O preço do petróleo Brent caiu 1,3%, ficando abaixo de US$ 108 o barril, com a agência de notícias semioficial do Irã relatando que os EUA propuseram uma suspensão temporária das sanções ao petróleo iraniano, uma condição essencial para a reabertura do estreito.
Os títulos do Tesouro americano também oscilaram, com o rendimento dos títulos de 10 anos caindo três pontos-base, para 4,57%. Enquanto isso, o rendimento dos títulos japoneses de 30 anos subiu 20 pontos-base antes de recuperar a maior parte da queda. O dólar, por sua vez, estava prestes a interromper uma sequência de cinco dias de valorização.
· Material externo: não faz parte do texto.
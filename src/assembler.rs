//! Page Assembler
//!
//! Per-route orchestration: fetch the page and its auxiliary content
//! concurrently, render the dynamic zone, project the metadata.
//!
//! Every failure ends in a renderable outcome. An absent page and an
//! unreachable CMS both become [`PageOutcome::NotFound`]; the upstream error
//! is logged with the slug, never shown to the visitor.

use std::sync::Arc;

use crate::contact::validation::ContactFormSchema;
use crate::content::{canonical_for, page_metadata, ContentError, ContentSource, FaqCategory, FaqItem, Page, PageMetadata, SiteConfig};
use crate::sections::faq_list::format_item;
use crate::sections::{RenderContext, RenderedSection, SectionRegistry, SectionRenderer};

/// CMS slug of the FAQ landing page.
pub const FAQ_SLUG: &str = "faq";

#[derive(Debug, Clone)]
pub struct AssembledPage {
    pub slug: String,
    pub title: String,
    pub metadata: PageMetadata,
    pub sections: Vec<RenderedSection>,
    pub site: SiteConfig,
    /// Only populated on the FAQ page
    pub faq: Vec<FaqGroup>,
}

#[derive(Debug, Clone, PartialEq, Eq)]
pub struct FaqGroup {
    pub name: String,
    pub slug: String,
    /// Pre-rendered `<details>` blocks
    pub items: Vec<String>,
}

#[derive(Debug, Clone)]
pub enum PageOutcome {
    Found(Box<AssembledPage>),
    /// Site config is carried along so the 404 page keeps its navigation
    NotFound { site: SiteConfig },
}

pub struct PageAssembler {
    content: Arc<dyn ContentSource>,
    registry: Arc<SectionRegistry>,
    /// Request-independent render inputs (media base, form action, CAPTCHA widget)
    base_context: RenderContext,
    site_url: String,
}

impl PageAssembler {
    pub fn new(
        content: Arc<dyn ContentSource>,
        registry: Arc<SectionRegistry>,
        base_context: RenderContext,
        site_url: &str,
    ) -> Self {
        Self {
            content,
            registry,
            base_context,
            site_url: site_url.trim_end_matches('/').to_string(),
        }
    }

    pub fn site_url(&self) -> &str {
        &self.site_url
    }

    /// Assemble a generic content page.
    #[tracing::instrument(skip(self))]
    pub async fn assemble(&self, slug: &str) -> PageOutcome {
        let (page, site) = tokio::join!(self.content.get_page(slug), self.content.get_site_config());
        let site = site_or_default(site);

        match found_page(page) {
            Some(page) => PageOutcome::Found(Box::new(self.build(page, site, Vec::new()))),
            None => PageOutcome::NotFound { site },
        }
    }

    /// Assemble the FAQ page: page body, categories and items fetched together.
    #[tracing::instrument(skip(self))]
    pub async fn assemble_faq(&self) -> PageOutcome {
        self.faq_outcome(None).await
    }

    /// The FAQ page narrowed to one category. Unknown categories are not found.
    #[tracing::instrument(skip(self))]
    pub async fn assemble_faq_category(&self, category: &str) -> PageOutcome {
        self.faq_outcome(Some(category)).await
    }

    async fn faq_outcome(&self, category: Option<&str>) -> PageOutcome {
        let (page, site, categories, items) = tokio::join!(
            self.content.get_page(FAQ_SLUG),
            self.content.get_site_config(),
            self.content.get_faq_categories(),
            self.content.get_faq_items(category),
        );
        let site = site_or_default(site);

        let page = match found_page(page) {
            Some(page) => page,
            None => return PageOutcome::NotFound { site },
        };

        // Auxiliary lists degrade to empty rather than failing the page
        let categories = categories.unwrap_or_else(|e| {
            tracing::error!(error = %e, "Failed to fetch FAQ categories");
            Vec::new()
        });
        let items = items.unwrap_or_else(|e| {
            tracing::error!(error = %e, "Failed to fetch FAQ items");
            Vec::new()
        });

        let Some(slug) = category else {
            let groups = group_faqs(&categories, &items);
            return PageOutcome::Found(Box::new(self.build(page, site, groups)));
        };

        let Some(selected) = categories.iter().find(|c| c.slug == slug) else {
            tracing::info!("FAQ category not found in CMS");
            return PageOutcome::NotFound { site };
        };

        let groups: Vec<FaqGroup> = group_faqs(std::slice::from_ref(selected), &items)
            .into_iter()
            .filter(|group| group.slug == slug)
            .collect();

        let mut assembled = self.build(page, site, groups);
        assembled.metadata.title = format!("{} | {}", selected.name, assembled.metadata.title);
        assembled.metadata.og_title = assembled.metadata.title.clone();
        assembled.metadata.canonical = format!("{}/{}", canonical_for(&self.site_url, FAQ_SLUG), urlencoding::encode(slug));
        PageOutcome::Found(Box::new(assembled))
    }

    /// Site configuration for routes that have no page record (404, theme).
    pub async fn site(&self) -> SiteConfig {
        site_or_default(self.content.get_site_config().await)
    }

    /// Render inputs for one request: the shared base plus the site's form overrides.
    pub fn context_for(&self, site: &SiteConfig) -> RenderContext {
        let mut context = self.base_context.clone();
        context.contact_form = match &site.contact_form {
            Some(settings) => ContactFormSchema::with_overrides(&settings.fields),
            None => ContactFormSchema::default(),
        };
        context
    }

    fn build(&self, page: Page, site: SiteConfig, faq: Vec<FaqGroup>) -> AssembledPage {
        let context = self.context_for(&site);
        let sections = SectionRenderer::new(&self.registry, &context).render(&page.sections);
        let metadata = page_metadata(&page, &site, &self.site_url, &context.media_base);

        tracing::debug!(
            "Assembled page {} ({} sections, {} placeholders)",
            page.slug,
            sections.len(),
            sections.iter().filter(|s| s.is_placeholder()).count()
        );

        AssembledPage {
            slug: page.slug,
            title: page.title,
            metadata,
            sections,
            site,
            faq,
        }
    }
}

/// Absent and unreachable both mean "no page"; only the latter is an error.
fn found_page(page: Result<Option<Page>, ContentError>) -> Option<Page> {
    match page {
        Ok(Some(page)) => Some(page),
        Ok(None) => {
            tracing::info!("Page not found in CMS");
            None
        }
        Err(e) => {
            tracing::error!(error = %e, "Failed to fetch page, serving not-found");
            None
        }
    }
}

fn site_or_default(site: Result<Option<SiteConfig>, ContentError>) -> SiteConfig {
    match site {
        Ok(Some(site)) => site,
        Ok(None) => SiteConfig::default(),
        Err(e) => {
            tracing::warn!(error = %e, "Site config unavailable, using defaults");
            SiteConfig::default()
        }
    }
}

/// Group items under their categories, in category order. Items without a
/// known category go to a trailing "General" group; empty groups are dropped.
pub fn group_faqs(categories: &[FaqCategory], items: &[FaqItem]) -> Vec<FaqGroup> {
    let render = |item: &FaqItem| format_item(&item.question, &item.answer);

    let mut groups: Vec<FaqGroup> = categories
        .iter()
        .map(|category| FaqGroup {
            name: category.name.clone(),
            slug: category.slug.clone(),
            items: items
                .iter()
                .filter(|item| item.category_slug() == Some(category.slug.as_str()))
                .map(render)
                .collect(),
        })
        .filter(|group| !group.items.is_empty())
        .collect();

    let uncategorized: Vec<String> = items
        .iter()
        .filter(|item| {
            item.category_slug()
                .map(|slug| !categories.iter().any(|c| c.slug == slug))
                .unwrap_or(true)
        })
        .map(render)
        .collect();

    if !uncategorized.is_empty() {
        groups.push(FaqGroup {
            name: "General".to_string(),
            slug: "general".to_string(),
            items: uncategorized,
        });
    }
    groups
}

#[cfg(test)]
mod tests {
    use super::*;
    use crate::content::CmsClient;
    use serde_json::json;
    use std::time::Duration;

    fn item(question: &str, category: Option<&str>) -> FaqItem {
        FaqItem {
            question: question.to_string(),
            answer: "Answer".to_string(),
            category: category.map(|slug| json!({ "slug": slug })),
            ..Default::default()
        }
    }

    fn category(name: &str, slug: &str) -> FaqCategory {
        FaqCategory {
            name: name.to_string(),
            slug: slug.to_string(),
            ..Default::default()
        }
    }

    #[test]
    fn test_group_faqs() {
        let categories = vec![category("Process", "process"), category("Billing", "billing"), category("Empty", "empty")];
        let items = vec![
            item("How long does it take?", Some("process")),
            item("Orphan?", Some("retired-category")),
            item("What does it cost?", Some("billing")),
            item("No category?", None),
            item("Who reviews my case?", Some("process")),
        ];

        let groups = group_faqs(&categories, &items);
        let names: Vec<&str> = groups.iter().map(|g| g.name.as_str()).collect();
        assert_eq!(names, vec!["Process", "Billing", "General"]);
        assert_eq!(groups[0].items.len(), 2);
        assert!(groups[0].items[0].contains("How long does it take?"));
        assert_eq!(groups[2].items.len(), 2);
    }

    #[test]
    fn test_group_faqs_empty() {
        assert!(group_faqs(&[], &[]).is_empty());
    }

    #[tokio::test]
    async fn test_network_error_degrades_to_not_found() {
        // Nothing listens on the discard port, so every request fails to connect
        let client = CmsClient::new("http://127.0.0.1:9", None, Duration::from_millis(500)).unwrap();
        let assembler = PageAssembler::new(
            Arc::new(client),
            Arc::new(SectionRegistry::with_defaults()),
            RenderContext::default(),
            "http://localhost:3000/",
        );

        match assembler.assemble("about").await {
            PageOutcome::NotFound { site } => assert_eq!(site, SiteConfig::default()),
            PageOutcome::Found(page) => panic!("expected not-found, got {}", page.slug),
        }
        assert_eq!(assembler.site_url(), "http://localhost:3000");
    }
}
O impasse no Oriente Médio interrompeu uma alta impulsionada por inteligência artificial que havia levado as ações globais a recordes históricos. Os rendimentos dos títulos subiram para níveis não vistos há décadas, em meio a temores de que os bancos centrais aumentem as taxas de juros e os governos intensifiquem os empréstimos para mitigar os impactos da alta dos preços da energia.
Com o frágil cessar-fogo entre os EUA e o Irã ultrapassando 40 dias e um acordo ainda indefinido, o presidente Donald Trump expressou frustração com Teerã, alertando que “o tempo está se esgotando”. Recentemente, drones atacaram uma usina nuclear nos Emirados Árabes Unidos.
Os títulos do governo britânico se estabilizaram após uma forte queda na semana anterior, enquanto os investidores avaliavam uma possível disputa pela liderança do prefeito de Manchester, Andy Burnham. A taxa de juros dos títulos de 10 anos caiu sete pontos-base, para 5,10%, enquanto a libra esterlina caminhava para seu primeiro ganho diário em mais de uma semana.
Os mercados aguardam que o Federal Reserve, sob a liderança de Kevin Warsh, aumente as taxas de juros já em dezembro. A ata da reunião do mês passado, que será divulgada na quarta-feira, deve fornecer pistas sobre o pensamento dos responsáveis pela política monetária.
George Moran, estrategista macro europeu do RBC Capital Markets, comentou que “a perturbação causada pela guerra com o Irã veio para ficar”. Ele destacou que taxas de juros mais altas por um período prolongado provavelmente aumentarão as preocupações fiscais, especialmente se os mercados começarem a esperar mais intervenções fiscais.
Emma Moriarty, gestora de portfólio da CG Asset Management, alertou que taxas de juros elevadas e expectativas de inflação se tornarão um problema crescente para a avaliação de ações ao longo do tempo. Quanto mais tempo o Estreito de Ormuz permanecer fechado, mais persistentes serão as pressões macroeconômicas e maior será o risco de uma correção mais séria.
“Esperamos que os títulos e as commodities continuem a precificar esses riscos mais rapidamente”, disse Moriarty. “Quanto mais tempo isso persistir, maior a probabilidade de que taxas de juros e preços de energia mais altos comecem a impactar de forma duradoura os lucros corporativos, o que é particularmente problemático considerando as elevadas avaliações das ações.”